▶ [WHAT IS NEEDED]
Whenever "MetadataProvider" appears in a line of the entries below, that line counts; give the total only.

Segment Start: EXERCISE INPUTS

//! Overwrite policy evaluation

use crate::config::OverwriteMode;
use crate::fs::FileEntry;
use serde::{Deserialize, Serialize};
use std::path::Path;
use std::time::SystemTime;

/// The two facts the overwrite rules look at
#[derive(Debug, Clone, Copy, PartialEq, Eq)]
pub struct FileStamp {
    /// Size in bytes
    pub size: u64,
    /// Last modification time
    pub modified: SystemTime,
}

impl FileStamp {
    /// Stamp from filesystem metadata
    pub fn from_metadata(metadata: &std::fs::Metadata) -> Self {
        Self {
            size: metadata.len(),
            modified: metadata.modified().unwrap_or(SystemTime::UNIX_EPOCH),
        }
    }
}

impl From<&FileEntry> for FileStamp {
    fn from(entry: &FileEntry) -> Self {
        Self {
            size: entry.size,
            modified: entry.modified,
        }
    }
}

/// Should an existing destination be replaced by the source?
///
/// Strict comparisons only: equal timestamps are not "newer" and equal
/// sizes are not "larger".
pub fn should_overwrite(source: &FileStamp, dest: &FileStamp, mode: OverwriteMode) -> bool {
    let newer = source.modified > dest.modified;
    let larger = source.size > dest.size;

    match mode {
        OverwriteMode::Newer => newer,
        OverwriteMode::Larger => larger,
        OverwriteMode::Either => newer || larger,
        OverwriteMode::Never => false,
    }
}

/// What the executor will do with one task
#[derive(Debug, Clone, Copy, PartialEq, Eq, Serialize, Deserialize)]
#[serde(rename_all = "lowercase")]
pub enum OverwriteDecision {
    /// Destination absent, copy
    Create,
    /// Destination present and the policy says replace it
    Overwrite,
    /// Destination present and kept
    Skip,
}

impl OverwriteDecision {
    /// Will the executor write this file?
    pub fn writes(&self) -> bool {
        !matches!(self, Self::Skip)
    }
}

/// Look at `destination` on disk and decide for `source`.
pub fn decide(source: &FileEntry, destination: &Path, mode: OverwriteMode) -> OverwriteDecision {
    match std::fs::metadata(destination) {
        Ok(metadata) => {
            let dest = FileStamp::from_metadata(&metadata);
            if should_overwrite(&FileStamp::from(source), &dest, mode) {
                OverwriteDecision::Overwrite
            } else {
                OverwriteDecision::Skip
            }
        }
        Err(_) => OverwriteDecision::Create,
    }
}

#[cfg(test)]
mod tests {
    use super::*;
    use proptest::prelude::*;
    use std::time::Duration;

    fn stamp(size: u64, secs: u64) -> FileStamp {
        FileStamp {
            size,
            modified: SystemTime::UNIX_EPOCH + Duration::from_secs(secs),
        }
    }

    #[test]
    fn test_equal_timestamps_are_not_newer() {
        let a = stamp(10, 500);
        assert!(!should_overwrite(&a, &a, OverwriteMode::Newer));
        assert!(!should_overwrite(&a, &a, OverwriteMode::Larger));
        assert!(!should_overwrite(&a, &a, OverwriteMode::Either));
    }

    #[test]
    fn test_never_keeps_destination() {
        assert!(!should_overwrite(&stamp(99, 99), &stamp(1, 1), OverwriteMode::Never));
    }

    #[test]
    fn test_decide_against_disk() {
        let dir = tempfile::TempDir::new().unwrap();
        let dest = dir.path().join("dest.txt");
        let source = FileEntry {
            path: dir.path().join("src.txt"),
            size: 5,
            modified: SystemTime::UNIX_EPOCH + Duration::from_secs(2_000_000_000),
        };

        assert_eq!(decide(&source, &dest, OverwriteMode::Never), OverwriteDecision::Create);

        std::fs::write(&dest, b"0123456789").unwrap();
        filetime::set_file_mtime(&dest, filetime::FileTime::from_unix_time(1_000_000_000, 0))
            .unwrap();

        assert_eq!(decide(&source, &dest, OverwriteMode::Never), OverwriteDecision::Skip);
        assert_eq!(decide(&source, &dest, OverwriteMode::Larger), OverwriteDecision::Skip);
        assert_eq!(decide(&source, &dest, OverwriteMode::Newer), OverwriteDecision::Overwrite);
        assert_eq!(decide(&source, &dest, OverwriteMode::Either), OverwriteDecision::Overwrite);
    }

    proptest! {
        #[test]
        fn prop_newer_is_strict_mtime(src_t in 0u64..1_000_000, dst_t in 0u64..1_000_000, s in 0u64..100, d in 0u64..100) {
            let src = stamp(s, src_t);
            let dst = stamp(d, dst_t);
            prop_assert_eq!(should_overwrite(&src, &dst, OverwriteMode::Newer), src_t > dst_t);
        }

        #[test]
        fn prop_larger_is_strict_size(s in 0u64..10_000, d in 0u64..10_000, t in 0u64..1000) {
            prop_assert_eq!(should_overwrite(&stamp(s, t), &stamp(d, t), OverwriteMode::Larger), s > d);
        }

        #[test]
        fn prop_either_is_or(src_t in 0u64..1000, dst_t in 0u64..1000, s in 0u64..1000, d in 0u64..1000) {
            let src = stamp(s, src_t);
            let dst = stamp(d, dst_t);
            let newer = should_overwrite(&src, &dst, OverwriteMode::Newer);
            let larger = should_overwrite(&src, &dst, OverwriteMode::Larger);
            prop_assert_eq!(should_overwrite(&src, &dst, OverwriteMode::Either), newer || larger);
        }
    }
}
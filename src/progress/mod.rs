//! Progress reporting module
//!
//! Terminal progress bars fed by the copy worker's events.

mod reporter;

pub use reporter::*;
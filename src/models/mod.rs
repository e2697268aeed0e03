pub mod movie;
pub mod profile;

pub use movie::{
    Category, MovieCandidate, MovieListing, TmdbCastMember, TmdbCredits, TmdbCrewMember,
    TmdbGenre, TmdbMovieDetails, COVER_IMAGE_BASE,
};
pub use profile::{Interaction, InteractionType, Profile, SuggestedMovie, TasteProfile};
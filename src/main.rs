use std::sync::Arc;

use tracing_subscriber::EnvFilter;

use cineswipe_api::{
    config::Config,
    db::{self, Cache, PgProfileStore, ProfileStore},
    routes::{create_router, AppState},
    services::{
        assembler::SuggestionBatchAssembler,
        candidates::CandidateSource,
        prefetch::PrefetchCache,
        providers::{GeminiSuggester, RadarrClient, TmdbProvider},
    },
};

#[tokio::main]
async fn main() -> anyhow::Result<()> {
    tracing_subscriber::fmt()
        .with_env_filter(
            EnvFilter::try_from_default_env().unwrap_or_else(|_| EnvFilter::new("info")),
        )
        .init();

    let config = Config::from_env()?;

    // Persistence
    let pool = db::create_pool(&config.database_url).await?;
    let pg_store = PgProfileStore::new(pool);
    pg_store.ensure_schema().await?;
    let store: Arc<dyn ProfileStore> = Arc::new(pg_store);

    // Provider cache; the writer handle must outlive the server so pending
    // writes flush on exit
    let redis_client = db::create_redis_client(&config.redis_url)?;
    let (cache, _cache_writer) = Cache::new(redis_client);

    // Providers and the suggestion core
    let metadata = Arc::new(TmdbProvider::new(
        cache,
        config.tmdb_api_key.clone(),
        config.tmdb_api_url.clone(),
    ));
    let suggester = Arc::new(GeminiSuggester::new(
        config.gemini_api_key.clone(),
        config.gemini_api_url.clone(),
        config.gemini_model.clone(),
    ));
    let assembler = Arc::new(SuggestionBatchAssembler::new(
        store.clone(),
        CandidateSource::new(metadata, suggester),
    ));
    let suggestions = Arc::new(PrefetchCache::new(assembler, store.clone()));

    let state = Arc::new(AppState {
        store,
        suggestions,
        radarr: RadarrClient::new(),
    });
    let app = create_router(state);

    let addr = format!("{}:{}", config.host, config.port);
    let listener = tokio::net::TcpListener::bind(&addr).await?;
    tracing::info!(%addr, "Server running");
    axum::serve(listener, app).await?;

    Ok(())
}
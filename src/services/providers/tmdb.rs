/// TMDB metadata provider
///
/// Resolves titles to full candidate records and enumerates ranked category
/// listings.
///
/// API flow for a title resolution:
/// 1. Search: /search/movie → first hit's movie id
/// 2. Details: /movie/{id} → core record
/// 3. Credits: /movie/{id}/credits → director, writers, top cast
///
/// Resolutions and listing pages are cached in Redis; a cache outage degrades
/// to misses.
use chrono::Datelike;
use reqwest::Client as HttpClient;
use serde::de::DeserializeOwned;
use serde::Deserialize;

use crate::{
    cached,
    db::{Cache, CacheKey},
    error::{AppError, AppResult},
    models::{
        Category, MovieCandidate, MovieListing, TmdbCredits, TmdbMovieDetails, COVER_IMAGE_BASE,
    },
    services::providers::MetadataProvider,
};

const TITLE_CACHE_TTL: u64 = 86_400; // 1 day
const LISTING_CACHE_TTL: u64 = 3_600; // 1 hour

/// How many cast members make it onto a candidate record
const TOP_CAST: usize = 5;

#[derive(Clone)]
pub struct TmdbProvider {
    http_client: HttpClient,
    api_key: String,
    api_url: String,
    cache: Cache,
}

impl TmdbProvider {
    pub fn new(cache: Cache, api_key: String, api_url: String) -> Self {
        Self {
            http_client: HttpClient::new(),
            api_key,
            api_url,
            cache,
        }
    }

    /// GET a TMDB endpoint with the api key and extra query params
    async fn get_json<T: DeserializeOwned>(
        &self,
        path: &str,
        params: &[(&str, &str)],
    ) -> AppResult<T> {
        let url = format!("{}{}", self.api_url, path);

        let mut query: Vec<(&str, &str)> = vec![("api_key", self.api_key.as_str())];
        query.extend_from_slice(params);

        let response = self.http_client.get(&url).query(&query).send().await?;

        if !response.status().is_success() {
            let status = response.status();
            let body = response.text().await.unwrap_or_default();
            return Err(AppError::ExternalApi(format!(
                "TMDB API returned status {}: {}",
                status, body
            )));
        }

        Ok(response.json().await?)
    }

    /// Movie id of the best search hit for `title`, if any
    async fn search_first_id(&self, title: &str) -> AppResult<Option<i64>> {
        #[derive(Deserialize)]
        struct SearchResponse {
            #[serde(default)]
            results: Vec<MovieListing>,
        }

        let response: SearchResponse = self
            .get_json("/search/movie", &[("query", title)])
            .await?;

        Ok(response.results.first().map(|hit| hit.id))
    }

    /// Assembles a candidate record from details and credits.
    ///
    /// Director is the crew member with job "Director"; writers come from the
    /// Writing department; actors are the top billed cast.
    fn candidate_from(details: TmdbMovieDetails, credits: TmdbCredits) -> MovieCandidate {
        let director = credits
            .crew
            .iter()
            .find(|member| member.job.as_deref() == Some("Director"))
            .map(|member| member.name.clone());

        let writers = credits
            .crew
            .iter()
            .filter(|member| member.department.as_deref() == Some("Writing"))
            .map(|member| member.name.clone())
            .collect();

        let actors = credits
            .cast
            .iter()
            .take(TOP_CAST)
            .map(|member| member.name.clone())
            .collect();

        let release_year = details
            .release_date
            .as_deref()
            .and_then(|d| chrono::NaiveDate::parse_from_str(d, "%Y-%m-%d").ok())
            .map(|d| d.year());

        MovieCandidate {
            id: details.id,
            title: details.title,
            release_year,
            description: details.overview,
            cover_url: details
                .poster_path
                .map(|path| format!("{}{}", COVER_IMAGE_BASE, path)),
            genres: details.genres.into_iter().map(|g| g.name).collect(),
            director,
            writers,
            actors,
            imdb_id: details.imdb_id,
            vote_average: details.vote_average,
        }
    }
}

#[async_trait::async_trait]
impl MetadataProvider for TmdbProvider {
    async fn resolve_by_title(&self, title: &str) -> AppResult<Option<MovieCandidate>> {
        cached!(
            self.cache,
            CacheKey::TitleLookup(title.to_string()),
            TITLE_CACHE_TTL,
            async move {
                let Some(movie_id) = self.search_first_id(title).await? else {
                    tracing::debug!(title = %title, "No TMDB search hit");
                    return Ok(None);
                };

                let details: TmdbMovieDetails =
                    self.get_json(&format!("/movie/{}", movie_id), &[]).await?;

                // Credits are best-effort: a failed credits call still yields
                // a usable candidate with empty crew fields
                let credits = match self
                    .get_json::<TmdbCredits>(&format!("/movie/{}/credits", movie_id), &[])
                    .await
                {
                    Ok(credits) => credits,
                    Err(e) => {
                        tracing::warn!(movie_id, error = %e, "Credits lookup failed");
                        TmdbCredits::default()
                    }
                };

                let candidate = Self::candidate_from(details, credits);
                tracing::debug!(
                    title = %title,
                    movie_id = candidate.id,
                    imdb_id = ?candidate.imdb_id,
                    "Title resolved"
                );
                Ok::<_, AppError>(Some(candidate))
            }
        )
    }

    async fn list_by_category(
        &self,
        category: Category,
        page: u32,
    ) -> AppResult<Vec<MovieListing>> {
        #[derive(Deserialize)]
        struct ListingPage {
            #[serde(default)]
            results: Vec<MovieListing>,
        }

        let page_str = page.to_string();
        cached!(
            self.cache,
            CacheKey::CategoryPage(category, page),
            LISTING_CACHE_TTL,
            async move {
                let response: ListingPage = self
                    .get_json(
                        &format!("/movie/{}", category.as_path()),
                        &[("page", page_str.as_str())],
                    )
                    .await?;
                Ok::<_, AppError>(response.results)
            }
        )
    }
}

#[cfg(test)]
mod tests {
    use super::*;
    use crate::models::{TmdbCastMember, TmdbCrewMember, TmdbGenre};

    fn details() -> TmdbMovieDetails {
        TmdbMovieDetails {
            id: 550,
            title: "Fight Club".to_string(),
            release_date: Some("1999-10-15".to_string()),
            overview: Some("An insomniac office worker...".to_string()),
            poster_path: Some("/pB8BM7pdSp6B6Ih7QZ4DrQ3PmJK.jpg".to_string()),
            genres: vec![TmdbGenre { name: "Drama".to_string() }],
            imdb_id: Some("tt0137523".to_string()),
            vote_average: Some(8.4),
        }
    }

    fn credits() -> TmdbCredits {
        TmdbCredits {
            cast: (1..=7)
                .map(|i| TmdbCastMember { name: format!("Actor {}", i) })
                .collect(),
            crew: vec![
                TmdbCrewMember {
                    name: "David Fincher".to_string(),
                    job: Some("Director".to_string()),
                    department: Some("Directing".to_string()),
                },
                TmdbCrewMember {
                    name: "Jim Uhls".to_string(),
                    job: Some("Screenplay".to_string()),
                    department: Some("Writing".to_string()),
                },
                TmdbCrewMember {
                    name: "Arnon Milchan".to_string(),
                    job: Some("Producer".to_string()),
                    department: Some("Production".to_string()),
                },
            ],
        }
    }

    #[test]
    fn test_candidate_from_full_record() {
        let candidate = TmdbProvider::candidate_from(details(), credits());

        assert_eq!(candidate.id, 550);
        assert_eq!(candidate.release_year, Some(1999));
        assert_eq!(candidate.director.as_deref(), Some("David Fincher"));
        assert_eq!(candidate.writers, vec!["Jim Uhls".to_string()]);
        assert_eq!(candidate.actors.len(), TOP_CAST);
        assert_eq!(candidate.actors[0], "Actor 1");
        assert_eq!(
            candidate.cover_url.as_deref(),
            Some("https://image.tmdb.org/t/p/w500/pB8BM7pdSp6B6Ih7QZ4DrQ3PmJK.jpg")
        );
        assert_eq!(candidate.genres, vec!["Drama".to_string()]);
    }

    #[test]
    fn test_candidate_from_missing_credits() {
        let candidate = TmdbProvider::candidate_from(details(), TmdbCredits::default());

        assert_eq!(candidate.director, None);
        assert!(candidate.writers.is_empty());
        assert!(candidate.actors.is_empty());
    }

    #[test]
    fn test_candidate_from_sparse_details() {
        let sparse = TmdbMovieDetails {
            id: 1,
            title: "Obscure".to_string(),
            release_date: Some("unknown".to_string()),
            overview: None,
            poster_path: None,
            genres: vec![],
            imdb_id: None,
            vote_average: None,
        };

        let candidate = TmdbProvider::candidate_from(sparse, TmdbCredits::default());
        assert_eq!(candidate.release_year, None);
        assert_eq!(candidate.cover_url, None);
        assert!(candidate.genres.is_empty());
    }

    #[test]
    fn test_details_deserialization() {
        let json = r#"{
            "id": 550,
            "title": "Fight Club",
            "release_date": "1999-10-15",
            "overview": "An insomniac office worker...",
            "poster_path": "/abc.jpg",
            "genres": [{"id": 18, "name": "Drama"}],
            "imdb_id": "tt0137523",
            "vote_average": 8.4
        }"#;

        let details: TmdbMovieDetails = serde_json::from_str(json).unwrap();
        assert_eq!(details.id, 550);
        assert_eq!(details.genres[0].name, "Drama");
    }
}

Segment End: EXERCISE INPUTS

▶ [TASK SOLUTION]
2